BOO!~ You suck. Hahaha. Just kidding. Love your work. You're starting to get me motivated to painting my own DE. I have them basecoated... >.<
Though I really do have to agree with the cape not being as dynamic as the model. It seems the cape is made out of really really heavy material or something.

One question where did you get the plastic skulls for her base? I still need some for my Skulltaker's base and I kind of don't like GW's metal pack of skulls.


----------



## Gothic (May 12, 2008)

Now Gareth would i be right to think that is a conversion for lady malys?


----------



## Gareth (Jan 3, 2008)

Just a generic Archon. Malys has a fan and a sword I think.


----------



## KhainiteAssassin (Mar 18, 2009)

Malys has a fan and her special sword, yup. she is also one of the most useless HQ for DE ever


----------



## Gothic (May 12, 2008)

> Just a generic Archon. Malys has a fan and a sword I think.
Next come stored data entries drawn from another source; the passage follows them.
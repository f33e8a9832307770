// tests/auth_flow.rs
//
// Testes de integração dirigindo o router com `tower::ServiceExt::oneshot`.
// O estado aponta para uma porta fechada: o guard e o gateway de conexão são
// exercitados de verdade, e o caminho "banco fora do ar" degrada para aviso
// em vez de erro 500.

use axum::{
    body::Body,
    http::{Request, StatusCode, header},
};
use http_body_util::BodyExt;
use tower::ServiceExt;

use guti_net::{
    app,
    config::{AppState, Config},
};

fn test_state() -> AppState {
    let config = Config {
        mysql_host: "127.0.0.1".into(),
        mysql_user: "tester".into(),
        mysql_password: String::new(),
        mysql_database: "guti_net_test".into(),
        // Porta fechada: conexão recusada na hora, sem esperar timeout.
        mysql_port: 1,
        secret_key: "segredo-de-teste".into(),
    };
    AppState::with_config(&config).expect("estado de teste")
}

fn get(uri: &str) -> Request<Body> {
    Request::builder().uri(uri).body(Body::empty()).unwrap()
}

fn get_with_session(uri: &str, token: &str) -> Request<Body> {
    Request::builder()
        .uri(uri)
        .header(header::COOKIE, format!("session={}", token))
        .body(Body::empty())
        .unwrap()
}

async fn body_json(response: axum::response::Response) -> serde_json::Value {
    let bytes = response.into_body().collect().await.unwrap().to_bytes();
    serde_json::from_slice(&bytes).unwrap()
}

#[tokio::test]
async fn about_is_public() {
    let response = app(test_state()).oneshot(get("/about")).await.unwrap();
    assert_eq!(response.status(), StatusCode::OK);
}

#[tokio::test]
async fn login_and_register_pages_are_public() {
    for uri in ["/login", "/register"] {
        let response = app(test_state()).oneshot(get(uri)).await.unwrap();
        assert_eq!(response.status(), StatusCode::OK, "{} deveria ser pública", uri);
    }
}

#[tokio::test]
async fn protected_route_redirects_anonymous_to_login() {
    for uri in ["/", "/productos", "/clientes", "/inventario", "/add_cliente"] {
        let response = app(test_state()).oneshot(get(uri)).await.unwrap();

        assert_eq!(response.status(), StatusCode::SEE_OTHER, "{} deveria redirecionar", uri);
        assert_eq!(response.headers().get(header::LOCATION).unwrap(), "/login");

        // O aviso one-shot acompanha o redirect.
        let cookies: Vec<_> = response
            .headers()
            .get_all(header::SET_COOKIE)
            .iter()
            .map(|v| v.to_str().unwrap().to_owned())
            .collect();
        assert!(
            cookies.iter().any(|c| c.starts_with("flash=")),
            "faltou o cookie flash em {}: {:?}",
            uri,
            cookies
        );
    }
}

#[tokio::test]
async fn tampered_session_cookie_is_rejected_and_discarded() {
    let response = app(test_state())
        .oneshot(get_with_session("/productos", "nem-de-longe-um-token"))
        .await
        .unwrap();

    assert_eq!(response.status(), StatusCode::SEE_OTHER);
    assert_eq!(response.headers().get(header::LOCATION).unwrap(), "/login");

    // O token morto é removido junto com o redirect, senão o browser
    // continuaria reenviando o cookie inválido a cada requisição.
    let cookies: Vec<_> = response
        .headers()
        .get_all(header::SET_COOKIE)
        .iter()
        .map(|v| v.to_str().unwrap().to_owned())
        .collect();
    assert!(
        cookies.iter().any(|c| c.starts_with("session=") && c.contains("Max-Age=0")),
        "faltou a remoção do cookie de sessão inválido: {:?}",
        cookies
    );
}

#[tokio::test]
async fn anonymous_redirect_does_not_touch_session_cookie() {
    let response = app(test_state()).oneshot(get("/productos")).await.unwrap();

    assert_eq!(response.status(), StatusCode::SEE_OTHER);

    // Sem cookie de sessão na requisição, nada de sessão no response.
    let cookies: Vec<_> = response
        .headers()
        .get_all(header::SET_COOKIE)
        .iter()
        .map(|v| v.to_str().unwrap().to_owned())
        .collect();
    assert!(!cookies.iter().any(|c| c.starts_with("session=")), "{:?}", cookies);
}

#[tokio::test]
async fn valid_session_reaches_listing_and_db_outage_degrades_to_notice() {
    let state = test_state();
    let token = state.auth_service.create_session_token(1, "alice").unwrap();

    let response = app(state)
        .oneshot(get_with_session("/productos", &token))
        .await
        .unwrap();

    // Sem redirect: a sessão admitiu a requisição. O banco inacessível
    // rende listagem vazia com aviso, nunca um 500.
    assert_eq!(response.status(), StatusCode::OK);

    let page = body_json(response).await;
    assert_eq!(page["productos"], serde_json::json!([]));
    assert_eq!(page["page"], 1);
    assert_eq!(page["total_pages"], 1);
    assert_eq!(page["flash"]["categoria"], "danger");
}

#[tokio::test]
async fn page_parameter_is_clamped_to_one() {
    let state = test_state();
    let token = state.auth_service.create_session_token(1, "alice").unwrap();

    // Zero, negativo e não numérico coagem para a página 1, sem 400.
    for uri in ["/clientes?page=-3", "/clientes?page=0", "/clientes?page=abc"] {
        let response = app(state.clone())
            .oneshot(get_with_session(uri, &token))
            .await
            .unwrap();

        assert_eq!(response.status(), StatusCode::OK, "{}", uri);
        let page = body_json(response).await;
        assert_eq!(page["page"], 1, "{}", uri);
    }
}

#[tokio::test]
async fn logout_clears_session_and_redirects_to_login() {
    let state = test_state();
    let token = state.auth_service.create_session_token(1, "alice").unwrap();

    let response = app(state)
        .oneshot(get_with_session("/logout", &token))
        .await
        .unwrap();

    assert_eq!(response.status(), StatusCode::SEE_OTHER);
    assert_eq!(response.headers().get(header::LOCATION).unwrap(), "/login");

    let cookies: Vec<_> = response
        .headers()
        .get_all(header::SET_COOKIE)
        .iter()
        .map(|v| v.to_str().unwrap().to_owned())
        .collect();
    assert!(
        cookies.iter().any(|c| c.starts_with("session=") && c.contains("Max-Age=0")),
        "faltou a remoção do cookie de sessão: {:?}",
        cookies
    );
}

#[tokio::test]
async fn login_with_db_down_reports_connection_failure() {
    let response = app(test_state())
        .oneshot(
            Request::builder()
                .uri("/login")
                .method("POST")
                .header(header::CONTENT_TYPE, "application/x-www-form-urlencoded")
                .body(Body::from("username=alice&password=pw123"))
                .unwrap(),
        )
        .await
        .unwrap();

    // Sem banco não há como verificar credenciais: página re-renderizada
    // com aviso, sessão continua anônima (nenhum cookie de sessão).
    assert_eq!(response.status(), StatusCode::OK);

    let cookies: Vec<_> = response
        .headers()
        .get_all(header::SET_COOKIE)
        .iter()
        .map(|v| v.to_str().unwrap().to_owned())
        .collect();
    assert!(!cookies.iter().any(|c| c.starts_with("session=")));
}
Oh yeah sorry Gareth i forgot she had the fan



KhainiteAssassin said:


> Malys has a fan and her special sword, yup. she is also one of the most useless HQ for DE ever


KA i was trying to figure out away to build her cos i want her as my archon but i went for a standard one instead.


----------



## Mr.Malevolent (Jun 19, 2011)

Wow your DE are phenomenal!


----------



## Saulot (May 25, 2011)

Wow! Great painting! Always a treat to see a nice army shot like that!


----------



## Blue (Dec 7, 2010)

Beautiful force there bud. Great cohesive army shot. Awesome blending on the vehicles...


----------



## Midge913 (Oct 21, 2010)

The painting is just wonderful mate! I am going to have to agree with lav on the cape though. Looks a little static for a model that is otherwise dynamic.


----------



## Gareth (Jan 3, 2008)

Here's a little bonus for heresy because you guys are always so nice to me.

Here are my pain tokens. I use dice in a mound of bloody victims to show the number of tokens. I like the idea of the unit slaughtering and torturing the enemy and then throwing them into a pile ready to be hooked onto chain snares for the journey back to Commorragh.


I've ordered red dice to replace the ones in the picture.


----------



## aboytervigon (Jul 6, 2010)

Are they made out of Fantasy zombies and green stuff? and btw fantastic original Idea.


----------



## unxpekted22 (Apr 7, 2009)

pain token models...awesome idea and well done!

Could we get a close up of the Talos? I havnt seen a professionally painted one that wasnt from GW yet.


----------



## aboytervigon (Jul 6, 2010)

He had it on an earlier thread I have pulled up the pics from it for you.


----------



## unxpekted22 (Apr 7, 2009)

god that looks good. Is the black dry brushed with a brighter color or is it a mix of colors?


----------



## Mr.Malevolent (Jun 19, 2011)

By the Emperor that Talos is insane!


----------



## C'Tan Chimera (Aug 16, 2008)

I know they're supposed to be evil, but... But they look so colorful and _chewy_!

That is supposed to be a compliment too, just a heads up- albeit a very strange one.


----------



## Gareth (Jan 3, 2008)

Thanks guys.


----------



## WarlordKaptainGrishnak (Dec 23, 2008)

Awesome stuff Gareth. Always look forward to seeing your stuff. Exceptional work mate, keep it up!


----------